HOUSTON: Oil prices jumped more than $3 a barrel on Monday as OPEC+ considered reducing output by more than 1 million barrels per day (bpd) to buttress prices with what would be its biggest cut since the start of the COVID-19 pandemic.
Brent crude futures for December delivery rose $3.02 to $88.16 a barrel, a 3.6% gain, by 11:20a.m. ET (1520 GMT). US West Texas Intermediate crude rose $3.20, or 4%, to $82.69 a barrel.
Oil prices have declined for four straight months since June, as COVID-19 lockdowns in top energy consumer China hurt demand while rising interest rates and a surging US dollar weighed on global financial markets.
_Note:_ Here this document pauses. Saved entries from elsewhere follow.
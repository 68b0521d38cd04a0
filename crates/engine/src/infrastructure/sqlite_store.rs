//! SQLite-backed durable question library.
//!
//! Documents are stored as JSON alongside the scalar columns the queries
//! need. The `stem_hash` UNIQUE constraint is what enforces the library's
//! one-record-per-semantic-question invariant; insertion conflicts are
//! reported, never resolved by overwrite.

use async_trait::async_trait;
use chrono::{DateTime, Utc};
use rand::Rng;
use sqlx::{Row, SqlitePool};

use quizsmith_domain::QuestionDoc;

use crate::infrastructure::ports::{
    DrawFilter, LibraryFilter, PutOutcome, QuestionStorePort, StoreError,
};

pub struct SqliteQuestionStore {
    pool: SqlitePool,
}

impl SqliteQuestionStore {
    pub async fn new(db_path: &str) -> Result<Self, StoreError> {
        let pool = SqlitePool::connect(&format!("sqlite:{}?mode=rwc", db_path))
            .await
            .map_err(|e| StoreError::Database(e.to_string()))?;
        Self::with_pool(pool).await
    }

    pub async fn with_pool(pool: SqlitePool) -> Result<Self, StoreError> {
        sqlx::query(
            r#"
            CREATE TABLE IF NOT EXISTS questions (
                id TEXT PRIMARY KEY,
                category TEXT NOT NULL,
                difficulty TEXT NOT NULL,
                stem_hash TEXT NOT NULL UNIQUE,
                doc_json TEXT NOT NULL,
                created_at TEXT NOT NULL,
                used_at TEXT
            )
            "#,
        )
        .execute(&pool)
        .await
        .map_err(|e| StoreError::Database(e.to_string()))?;

        for ddl in [
            "CREATE INDEX IF NOT EXISTS idx_questions_category ON questions(category)",
            "CREATE INDEX IF NOT EXISTS idx_questions_cat_diff ON questions(category, difficulty)",
        ] {
            sqlx::query(ddl)
                .execute(&pool)
                .await
                .map_err(|e| StoreError::Database(e.to_string()))?;
        }

        Ok(Self { pool })
    }

    fn row_to_doc(row: &sqlx::sqlite::SqliteRow) -> Result<QuestionDoc, StoreError> {
        let json: String = row.get("doc_json");
        let mut doc: QuestionDoc =
            serde_json::from_str(&json).map_err(|e| StoreError::Serialization(e.to_string()))?;
        // The scalar columns are authoritative for timestamps; mark_used
        // touches only them.
        let created_at: String = row.get("created_at");
        doc.created_at = created_at
            .parse::<DateTime<Utc>>()
            .map_err(|e| StoreError::Serialization(e.to_string()))?;
        let used_at: Option<String> = row.get("used_at");
        doc.used_at = match used_at {
            Some(raw) => Some(
                raw.parse::<DateTime<Utc>>()
                    .map_err(|e| StoreError::Serialization(e.to_string()))?,
            ),
            None => None,
        };
        Ok(doc)
    }

    async fn fetch_pool(
        &self,
        filter: &DrawFilter,
        exact_difficulty: bool,
    ) -> Result<Vec<QuestionDoc>, StoreError> {
        let rows = if exact_difficulty {
            sqlx::query(
                "SELECT doc_json, created_at, used_at FROM questions \
                 WHERE category = ? AND difficulty = ? AND used_at IS NULL",
            )
            .bind(filter.category.as_str())
            .bind(filter.difficulty.as_str())
            .fetch_all(&self.pool)
            .await
        } else {
            sqlx::query(
                "SELECT doc_json, created_at, used_at FROM questions \
                 WHERE category = ? AND used_at IS NULL",
            )
            .bind(filter.category.as_str())
            .fetch_all(&self.pool)
            .await
        }
        .map_err(|e| StoreError::Database(e.to_string()))?;

        let mut docs = Vec::with_capacity(rows.len());
        for row in &rows {
            let doc = Self::row_to_doc(row)?;
            if !filter.exclude_ids.contains(&doc.id) {
                docs.push(doc);
            }
        }
        Ok(docs)
    }
}

#[async_trait]
impl QuestionStorePort for SqliteQuestionStore {
    async fn get(&self, id: &str) -> Result<Option<QuestionDoc>, StoreError> {
        let row = sqlx::query("SELECT doc_json, created_at, used_at FROM questions WHERE id = ?")
            .bind(id)
            .fetch_optional(&self.pool)
            .await
            .map_err(|e| StoreError::Database(e.to_string()))?;
        row.as_ref().map(Self::row_to_doc).transpose()
    }

    async fn find_by_hash(&self, stem_hash: &str) -> Result<Option<QuestionDoc>, StoreError> {
        let row =
            sqlx::query("SELECT doc_json, created_at, used_at FROM questions WHERE stem_hash = ?")
                .bind(stem_hash)
                .fetch_optional(&self.pool)
                .await
                .map_err(|e| StoreError::Database(e.to_string()))?;
        row.as_ref().map(Self::row_to_doc).transpose()
    }

    async fn insert_many(&self, docs: &[QuestionDoc]) -> Result<PutOutcome, StoreError> {
        if docs.is_empty() {
            return Ok(PutOutcome::default());
        }
        let mut tx = self
            .pool
            .begin()
            .await
            .map_err(|e| StoreError::Database(e.to_string()))?;
        let mut outcome = PutOutcome::default();
        for doc in docs {
            let json = serde_json::to_string(doc)
                .map_err(|e| StoreError::Serialization(e.to_string()))?;
            let result = sqlx::query(
                "INSERT INTO questions (id, category, difficulty, stem_hash, doc_json, created_at, used_at) \
                 VALUES (?, ?, ?, ?, ?, ?, ?) ON CONFLICT DO NOTHING",
            )
            .bind(&doc.id)
            .bind(doc.question.category.as_str())
            .bind(doc.question.difficulty.as_str())
            .bind(&doc.stem_hash)
            .bind(&json)
            .bind(doc.created_at.to_rfc3339())
            .bind(doc.used_at.map(|t| t.to_rfc3339()))
            .execute(&mut *tx)
            .await
            .map_err(|e| StoreError::Database(e.to_string()))?;

            if result.rows_affected() > 0 {
                outcome.inserted += 1;
            } else {
                outcome.duplicates += 1;
            }
        }
        tx.commit()
            .await
            .map_err(|e| StoreError::Database(e.to_string()))?;
        Ok(outcome)
    }

    async fn draw_one(&self, filter: &DrawFilter) -> Result<Option<QuestionDoc>, StoreError> {
        let mut pool = self.fetch_pool(filter, true).await?;
        if pool.is_empty() {
            pool = self.fetch_pool(filter, false).await?;
        }
        if pool.is_empty() {
            return Ok(None);
        }
        let chosen = rand::thread_rng().gen_range(0..pool.len());
        Ok(Some(pool.swap_remove(chosen)))
    }

    async fn mark_used(&self, id: &str, at: DateTime<Utc>) -> Result<(), StoreError> {
        sqlx::query("UPDATE questions SET used_at = ? WHERE id = ? AND used_at IS NULL")
            .bind(at.to_rfc3339())
            .bind(id)
            .execute(&self.pool)
            .await
            .map_err(|e| StoreError::Database(e.to_string()))?;
        Ok(())
    }

    async fn count(&self, filter: &LibraryFilter) -> Result<u64, StoreError> {
        let count: i64 = match (filter.category, filter.difficulty) {
            (Some(category), Some(difficulty)) => {
                sqlx::query_scalar(
                    "SELECT COUNT(*) FROM questions WHERE category = ? AND difficulty = ?",
                )
                .bind(category.as_str())
                .bind(difficulty.as_str())
                .fetch_one(&self.pool)
                .await
            }
            (Some(category), None) => {
                sqlx::query_scalar("SELECT COUNT(*) FROM questions WHERE category = ?")
                    .bind(category.as_str())
                    .fetch_one(&self.pool)
                    .await
            }
            (None, Some(difficulty)) => {
                sqlx::query_scalar("SELECT COUNT(*) FROM questions WHERE difficulty = ?")
                    .bind(difficulty.as_str())
                    .fetch_one(&self.pool)
                    .await
            }
            (None, None) => {
                sqlx::query_scalar("SELECT COUNT(*) FROM questions")
                    .fetch_one(&self.pool)
                    .await
            }
        }
        .map_err(|e| StoreError::Database(e.to_string()))?;
        Ok(count as u64)
    }

    async fn list(
        &self,
        filter: &LibraryFilter,
        limit: Option<usize>,
        offset: usize,
    ) -> Result<Vec<QuestionDoc>, StoreError> {
        let mut sql = String::from("SELECT doc_json, created_at, used_at FROM questions");
        let mut clauses = Vec::new();
        if filter.category.is_some() {
            clauses.push("category = ?");
        }
        if filter.difficulty.is_some() {
            clauses.push("difficulty = ?");
        }
        if !clauses.is_empty() {
            sql.push_str(" WHERE ");
            sql.push_str(&clauses.join(" AND "));
        }
        sql.push_str(" ORDER BY created_at, id LIMIT ? OFFSET ?");

        let mut query = sqlx::query(&sql);
        if let Some(category) = filter.category {
            query = query.bind(category.as_str());
        }
        if let Some(difficulty) = filter.difficulty {
            query = query.bind(difficulty.as_str());
        }
        // SQLite treats a negative LIMIT as "no limit".
        let limit: i64 = limit.map_or(-1, |l| l as i64);
        let rows = query
            .bind(limit)
            .bind(offset as i64)
            .fetch_all(&self.pool)
            .await
            .map_err(|e| StoreError::Database(e.to_string()))?;

        rows.iter().map(Self::row_to_doc).collect()
    }
}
The Organization of the Petroleum Exporting Countries (OPEC) and its allies, known collectively as OPEC+, is considering an output cut of more than 1 million bpd ahead of Wednesday’s meeting, OPEC+ sources have told Reuters.
That figure does not include additional voluntary cuts by individual members, one OPEC source added.
Most traders were expecting cuts of about 50,000 bpd, said Dennis Kissler, senior vice president of trading at BOK Financial.
If agreed, it will be the group’s second consecutive monthly cut after reducing output by 100,000 bpd last month.
OPEC+ missed its production targets by nearly 3 million bpd in July, two sources from the producer group said, as sanctions on some members and low investment by others stymied its ability to raise output.
While prompt Brent prices could strengthen short term, concerns about a global recession are likely to limit the upside, consultancy FGE said.
“If OPEC+ does decide to cut output in the near term, the resultant increase in OPEC+ spare capacity will likely put more downward pressure on long-dated prices,” it said in a note on Friday.
The dollar index fell for a fourth consecutive day on Monday after touching its highest level in two decades. A cheaper dollar could bolster oil demand and support prices.
Goldman Sachs said it believes the OPEC+ supply cut could help remedy large exodus of oil investors that has left prices under-performing fundamentals.